Somewhere below, one line contains "pub enum StoreWriteError" and a later line contains "the response properties.". Output those two lines and everything between them exactly, and nothing else.
[Data records Boundary: Start]
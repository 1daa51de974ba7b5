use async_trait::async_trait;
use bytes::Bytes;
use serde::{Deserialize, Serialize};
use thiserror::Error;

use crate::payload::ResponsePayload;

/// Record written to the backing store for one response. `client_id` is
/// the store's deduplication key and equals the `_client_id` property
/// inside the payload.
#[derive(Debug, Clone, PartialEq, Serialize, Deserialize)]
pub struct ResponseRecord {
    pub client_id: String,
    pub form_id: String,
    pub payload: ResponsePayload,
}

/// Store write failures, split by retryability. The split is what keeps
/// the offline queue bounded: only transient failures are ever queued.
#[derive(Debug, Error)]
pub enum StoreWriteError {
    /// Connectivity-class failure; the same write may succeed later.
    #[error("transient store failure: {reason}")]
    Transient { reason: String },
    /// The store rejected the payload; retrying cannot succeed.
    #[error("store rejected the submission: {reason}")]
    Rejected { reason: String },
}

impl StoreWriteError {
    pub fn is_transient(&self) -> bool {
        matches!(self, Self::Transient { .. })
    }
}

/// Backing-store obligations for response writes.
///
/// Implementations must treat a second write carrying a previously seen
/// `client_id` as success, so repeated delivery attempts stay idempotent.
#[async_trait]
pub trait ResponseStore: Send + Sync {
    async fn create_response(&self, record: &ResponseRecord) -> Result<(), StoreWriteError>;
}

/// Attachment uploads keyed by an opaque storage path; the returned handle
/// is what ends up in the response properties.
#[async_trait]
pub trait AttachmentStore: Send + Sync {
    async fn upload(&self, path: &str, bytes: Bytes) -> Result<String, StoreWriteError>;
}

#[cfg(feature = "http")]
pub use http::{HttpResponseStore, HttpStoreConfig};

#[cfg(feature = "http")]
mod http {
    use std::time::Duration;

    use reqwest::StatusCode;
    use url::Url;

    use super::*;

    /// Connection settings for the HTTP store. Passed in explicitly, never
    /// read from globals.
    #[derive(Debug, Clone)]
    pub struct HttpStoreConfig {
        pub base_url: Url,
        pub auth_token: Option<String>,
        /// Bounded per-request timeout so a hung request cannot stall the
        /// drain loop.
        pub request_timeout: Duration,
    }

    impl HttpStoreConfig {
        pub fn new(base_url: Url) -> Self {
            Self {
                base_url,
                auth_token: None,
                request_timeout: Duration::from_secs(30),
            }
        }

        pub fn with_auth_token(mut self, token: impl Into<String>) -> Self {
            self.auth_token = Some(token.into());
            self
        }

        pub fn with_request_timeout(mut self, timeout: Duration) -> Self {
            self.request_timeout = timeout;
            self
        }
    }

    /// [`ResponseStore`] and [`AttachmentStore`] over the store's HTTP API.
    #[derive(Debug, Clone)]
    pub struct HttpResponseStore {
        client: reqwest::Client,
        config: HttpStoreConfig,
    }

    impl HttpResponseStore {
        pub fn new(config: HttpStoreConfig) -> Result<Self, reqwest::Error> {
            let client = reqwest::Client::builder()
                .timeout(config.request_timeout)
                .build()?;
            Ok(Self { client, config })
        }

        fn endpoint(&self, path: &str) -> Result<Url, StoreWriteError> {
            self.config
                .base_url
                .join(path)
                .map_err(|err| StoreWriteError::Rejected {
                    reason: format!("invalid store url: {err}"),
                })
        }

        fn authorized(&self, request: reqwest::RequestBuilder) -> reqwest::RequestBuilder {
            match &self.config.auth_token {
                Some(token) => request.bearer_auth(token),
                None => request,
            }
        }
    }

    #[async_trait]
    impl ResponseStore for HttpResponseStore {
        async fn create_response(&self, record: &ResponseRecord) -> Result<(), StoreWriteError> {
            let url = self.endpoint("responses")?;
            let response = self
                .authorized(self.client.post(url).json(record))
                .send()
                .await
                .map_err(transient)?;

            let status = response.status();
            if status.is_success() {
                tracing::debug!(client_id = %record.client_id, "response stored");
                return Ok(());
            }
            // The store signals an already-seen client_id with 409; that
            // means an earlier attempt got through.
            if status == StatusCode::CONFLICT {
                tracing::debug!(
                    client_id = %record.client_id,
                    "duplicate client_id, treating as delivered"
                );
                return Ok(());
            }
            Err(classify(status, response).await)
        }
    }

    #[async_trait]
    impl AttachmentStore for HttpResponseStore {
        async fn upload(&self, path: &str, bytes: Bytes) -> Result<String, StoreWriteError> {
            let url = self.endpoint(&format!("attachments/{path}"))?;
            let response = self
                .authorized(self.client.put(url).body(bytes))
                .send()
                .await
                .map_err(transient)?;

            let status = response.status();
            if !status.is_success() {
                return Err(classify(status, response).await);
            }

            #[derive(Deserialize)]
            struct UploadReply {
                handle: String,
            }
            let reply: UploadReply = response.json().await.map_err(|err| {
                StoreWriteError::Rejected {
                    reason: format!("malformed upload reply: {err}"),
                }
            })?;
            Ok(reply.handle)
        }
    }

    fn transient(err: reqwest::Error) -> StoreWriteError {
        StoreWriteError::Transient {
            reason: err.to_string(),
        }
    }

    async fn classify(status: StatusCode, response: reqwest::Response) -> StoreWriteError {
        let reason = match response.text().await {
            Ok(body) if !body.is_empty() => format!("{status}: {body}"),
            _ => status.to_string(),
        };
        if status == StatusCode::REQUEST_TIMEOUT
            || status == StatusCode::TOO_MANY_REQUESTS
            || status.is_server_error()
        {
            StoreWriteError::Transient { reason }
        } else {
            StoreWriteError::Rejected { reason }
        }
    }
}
[Data records Boundary: End]
[Data records Boundary: Start]
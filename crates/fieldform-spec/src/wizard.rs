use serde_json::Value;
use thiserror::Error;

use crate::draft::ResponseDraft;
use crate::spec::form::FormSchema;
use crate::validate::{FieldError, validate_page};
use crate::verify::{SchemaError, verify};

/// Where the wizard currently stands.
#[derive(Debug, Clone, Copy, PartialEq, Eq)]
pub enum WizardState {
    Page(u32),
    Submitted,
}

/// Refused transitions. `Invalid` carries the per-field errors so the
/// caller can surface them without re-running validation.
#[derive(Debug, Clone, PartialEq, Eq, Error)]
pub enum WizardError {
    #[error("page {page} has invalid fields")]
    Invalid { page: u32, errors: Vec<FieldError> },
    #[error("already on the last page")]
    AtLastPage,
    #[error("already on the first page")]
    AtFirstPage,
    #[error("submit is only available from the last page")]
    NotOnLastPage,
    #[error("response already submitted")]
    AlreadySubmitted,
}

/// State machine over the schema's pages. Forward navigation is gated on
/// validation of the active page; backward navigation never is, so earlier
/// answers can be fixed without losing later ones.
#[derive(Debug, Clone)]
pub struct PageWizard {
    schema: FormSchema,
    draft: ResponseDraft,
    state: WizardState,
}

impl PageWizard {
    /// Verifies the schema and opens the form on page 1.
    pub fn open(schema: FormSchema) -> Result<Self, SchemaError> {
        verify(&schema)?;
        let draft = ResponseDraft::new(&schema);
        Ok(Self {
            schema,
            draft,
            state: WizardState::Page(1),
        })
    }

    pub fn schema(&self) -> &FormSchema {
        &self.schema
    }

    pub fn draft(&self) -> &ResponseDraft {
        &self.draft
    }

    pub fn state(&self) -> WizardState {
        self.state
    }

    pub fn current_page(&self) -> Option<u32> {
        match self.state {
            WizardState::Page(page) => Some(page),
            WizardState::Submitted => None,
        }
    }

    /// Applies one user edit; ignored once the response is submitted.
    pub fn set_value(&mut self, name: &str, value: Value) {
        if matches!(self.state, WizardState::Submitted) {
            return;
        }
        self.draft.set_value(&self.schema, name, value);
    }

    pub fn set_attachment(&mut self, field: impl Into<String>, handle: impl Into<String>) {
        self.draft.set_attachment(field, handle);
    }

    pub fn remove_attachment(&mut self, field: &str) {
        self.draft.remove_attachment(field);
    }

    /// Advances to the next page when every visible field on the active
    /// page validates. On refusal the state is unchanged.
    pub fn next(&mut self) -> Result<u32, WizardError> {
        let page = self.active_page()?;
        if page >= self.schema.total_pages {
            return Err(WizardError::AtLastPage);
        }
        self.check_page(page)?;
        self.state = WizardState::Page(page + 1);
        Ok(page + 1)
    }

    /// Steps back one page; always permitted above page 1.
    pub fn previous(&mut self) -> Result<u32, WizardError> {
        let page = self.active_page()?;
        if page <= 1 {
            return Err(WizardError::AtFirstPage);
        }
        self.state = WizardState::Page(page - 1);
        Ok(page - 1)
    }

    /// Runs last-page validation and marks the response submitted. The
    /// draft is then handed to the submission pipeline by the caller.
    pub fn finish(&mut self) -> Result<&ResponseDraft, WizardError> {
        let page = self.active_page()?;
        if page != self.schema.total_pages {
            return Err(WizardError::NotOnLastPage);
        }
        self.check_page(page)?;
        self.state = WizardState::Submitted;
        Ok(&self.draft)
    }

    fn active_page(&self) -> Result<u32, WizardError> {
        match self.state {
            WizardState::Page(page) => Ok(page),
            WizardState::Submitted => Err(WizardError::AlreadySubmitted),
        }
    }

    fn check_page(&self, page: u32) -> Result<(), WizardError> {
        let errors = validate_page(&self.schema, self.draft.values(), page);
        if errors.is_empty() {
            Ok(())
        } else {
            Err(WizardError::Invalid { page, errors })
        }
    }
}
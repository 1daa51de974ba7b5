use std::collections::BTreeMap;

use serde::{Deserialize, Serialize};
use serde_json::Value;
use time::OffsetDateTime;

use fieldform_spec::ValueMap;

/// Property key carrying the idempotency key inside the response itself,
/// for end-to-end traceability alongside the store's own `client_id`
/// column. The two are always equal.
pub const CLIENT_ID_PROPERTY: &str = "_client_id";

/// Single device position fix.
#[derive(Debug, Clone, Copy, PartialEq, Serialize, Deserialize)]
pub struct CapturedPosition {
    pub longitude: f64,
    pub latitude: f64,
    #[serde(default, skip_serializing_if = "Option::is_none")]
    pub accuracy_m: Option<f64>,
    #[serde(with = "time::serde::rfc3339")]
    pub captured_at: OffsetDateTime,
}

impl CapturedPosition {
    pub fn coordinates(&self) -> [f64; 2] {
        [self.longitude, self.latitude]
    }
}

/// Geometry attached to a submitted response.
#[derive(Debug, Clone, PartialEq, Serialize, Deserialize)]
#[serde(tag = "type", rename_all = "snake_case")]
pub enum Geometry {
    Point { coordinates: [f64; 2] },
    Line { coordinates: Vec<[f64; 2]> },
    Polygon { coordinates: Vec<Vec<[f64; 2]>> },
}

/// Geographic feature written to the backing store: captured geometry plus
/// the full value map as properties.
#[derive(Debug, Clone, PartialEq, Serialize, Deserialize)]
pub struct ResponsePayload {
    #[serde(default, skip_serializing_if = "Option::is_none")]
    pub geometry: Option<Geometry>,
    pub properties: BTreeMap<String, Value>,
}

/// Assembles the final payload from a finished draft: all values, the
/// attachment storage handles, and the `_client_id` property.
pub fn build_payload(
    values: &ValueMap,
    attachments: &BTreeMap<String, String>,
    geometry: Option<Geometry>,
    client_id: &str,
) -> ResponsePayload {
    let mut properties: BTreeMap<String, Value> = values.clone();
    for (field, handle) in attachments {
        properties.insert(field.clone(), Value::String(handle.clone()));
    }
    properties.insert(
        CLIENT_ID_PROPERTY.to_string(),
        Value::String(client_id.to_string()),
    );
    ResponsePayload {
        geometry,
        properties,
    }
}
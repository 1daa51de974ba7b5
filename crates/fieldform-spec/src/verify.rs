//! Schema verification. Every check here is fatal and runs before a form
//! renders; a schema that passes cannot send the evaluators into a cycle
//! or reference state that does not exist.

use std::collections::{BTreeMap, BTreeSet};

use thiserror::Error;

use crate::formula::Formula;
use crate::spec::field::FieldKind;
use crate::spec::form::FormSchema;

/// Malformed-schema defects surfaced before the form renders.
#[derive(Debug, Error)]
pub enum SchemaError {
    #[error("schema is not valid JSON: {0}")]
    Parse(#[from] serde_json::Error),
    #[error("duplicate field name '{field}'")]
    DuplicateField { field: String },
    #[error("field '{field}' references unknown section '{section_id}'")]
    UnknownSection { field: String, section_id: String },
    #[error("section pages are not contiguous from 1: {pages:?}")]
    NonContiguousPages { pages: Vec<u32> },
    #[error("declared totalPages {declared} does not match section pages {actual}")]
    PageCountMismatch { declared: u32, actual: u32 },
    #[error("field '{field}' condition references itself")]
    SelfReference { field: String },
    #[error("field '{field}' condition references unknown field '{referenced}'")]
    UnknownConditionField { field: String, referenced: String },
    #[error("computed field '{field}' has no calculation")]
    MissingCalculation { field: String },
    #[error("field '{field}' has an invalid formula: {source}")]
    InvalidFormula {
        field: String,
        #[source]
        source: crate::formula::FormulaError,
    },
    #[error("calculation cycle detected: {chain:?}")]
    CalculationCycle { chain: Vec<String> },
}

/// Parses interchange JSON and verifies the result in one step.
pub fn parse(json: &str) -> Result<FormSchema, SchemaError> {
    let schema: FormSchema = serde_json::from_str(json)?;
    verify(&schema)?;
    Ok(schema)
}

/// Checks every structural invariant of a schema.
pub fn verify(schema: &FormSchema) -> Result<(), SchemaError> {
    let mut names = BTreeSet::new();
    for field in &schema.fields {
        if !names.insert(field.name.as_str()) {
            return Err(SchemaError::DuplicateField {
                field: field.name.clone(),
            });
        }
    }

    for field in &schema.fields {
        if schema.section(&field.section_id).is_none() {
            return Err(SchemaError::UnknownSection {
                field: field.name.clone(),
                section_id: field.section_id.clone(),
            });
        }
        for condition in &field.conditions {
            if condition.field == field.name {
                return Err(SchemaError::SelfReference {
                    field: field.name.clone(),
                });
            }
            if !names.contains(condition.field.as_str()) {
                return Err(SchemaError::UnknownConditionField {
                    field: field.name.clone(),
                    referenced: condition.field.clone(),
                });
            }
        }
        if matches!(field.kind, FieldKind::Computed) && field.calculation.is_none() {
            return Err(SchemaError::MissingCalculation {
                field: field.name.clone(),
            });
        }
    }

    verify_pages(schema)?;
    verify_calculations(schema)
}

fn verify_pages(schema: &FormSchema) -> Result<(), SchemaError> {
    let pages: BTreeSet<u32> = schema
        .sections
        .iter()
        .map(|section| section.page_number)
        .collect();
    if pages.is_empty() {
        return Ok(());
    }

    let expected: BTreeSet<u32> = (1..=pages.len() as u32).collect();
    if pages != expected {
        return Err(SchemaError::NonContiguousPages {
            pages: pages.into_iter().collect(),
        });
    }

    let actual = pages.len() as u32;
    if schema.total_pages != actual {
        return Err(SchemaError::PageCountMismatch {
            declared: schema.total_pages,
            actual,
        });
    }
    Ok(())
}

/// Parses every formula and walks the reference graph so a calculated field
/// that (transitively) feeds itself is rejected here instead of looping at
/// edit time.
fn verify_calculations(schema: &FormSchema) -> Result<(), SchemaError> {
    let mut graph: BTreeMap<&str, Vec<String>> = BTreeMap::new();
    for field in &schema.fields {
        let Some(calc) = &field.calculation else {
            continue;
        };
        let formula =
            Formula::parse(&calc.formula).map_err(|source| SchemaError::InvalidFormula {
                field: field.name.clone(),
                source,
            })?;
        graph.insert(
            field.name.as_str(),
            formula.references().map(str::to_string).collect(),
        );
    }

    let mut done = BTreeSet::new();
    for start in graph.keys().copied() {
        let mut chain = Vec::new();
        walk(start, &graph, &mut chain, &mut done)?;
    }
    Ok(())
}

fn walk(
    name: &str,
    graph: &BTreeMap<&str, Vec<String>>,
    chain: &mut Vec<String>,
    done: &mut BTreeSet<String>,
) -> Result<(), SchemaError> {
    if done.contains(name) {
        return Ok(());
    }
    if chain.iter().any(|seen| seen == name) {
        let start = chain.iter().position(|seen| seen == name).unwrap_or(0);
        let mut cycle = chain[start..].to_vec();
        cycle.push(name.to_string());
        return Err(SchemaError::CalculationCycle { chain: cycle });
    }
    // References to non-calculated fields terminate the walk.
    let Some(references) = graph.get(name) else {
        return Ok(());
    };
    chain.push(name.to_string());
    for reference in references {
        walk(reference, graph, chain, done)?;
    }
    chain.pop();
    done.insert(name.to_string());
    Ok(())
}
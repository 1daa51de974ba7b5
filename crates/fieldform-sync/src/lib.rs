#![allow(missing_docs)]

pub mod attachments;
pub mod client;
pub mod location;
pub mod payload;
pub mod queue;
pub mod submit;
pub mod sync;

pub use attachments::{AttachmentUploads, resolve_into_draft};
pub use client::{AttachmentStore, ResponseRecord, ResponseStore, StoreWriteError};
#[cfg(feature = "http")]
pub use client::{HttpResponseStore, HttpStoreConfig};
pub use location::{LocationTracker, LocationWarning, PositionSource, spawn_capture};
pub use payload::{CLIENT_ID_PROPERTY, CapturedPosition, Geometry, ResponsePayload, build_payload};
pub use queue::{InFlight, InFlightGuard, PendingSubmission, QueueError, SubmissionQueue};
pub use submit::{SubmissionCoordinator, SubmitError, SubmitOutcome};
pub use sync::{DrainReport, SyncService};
[Data records Boundary: End]
- _Reply to the exercise_:
pub enum StoreWriteError {
    /// Connectivity-class failure; the same write may succeed later.
    #[error("transient store failure: {reason}")]
    Transient { reason: String },
    /// The store rejected the payload; retrying cannot succeed.
    #[error("store rejected the submission: {reason}")]
    Rejected { reason: String },
}

impl StoreWriteError {
    pub fn is_transient(&self) -> bool {
        matches!(self, Self::Transient { .. })
    }
}

/// Backing-store obligations for response writes.
///
/// Implementations must treat a second write carrying a previously seen
/// `client_id` as success, so repeated delivery attempts stay idempotent.
#[async_trait]
pub trait ResponseStore: Send + Sync {
    async fn create_response(&self, record: &ResponseRecord) -> Result<(), StoreWriteError>;
}

/// Attachment uploads keyed by an opaque storage path; the returned handle
/// is what ends up in the response properties.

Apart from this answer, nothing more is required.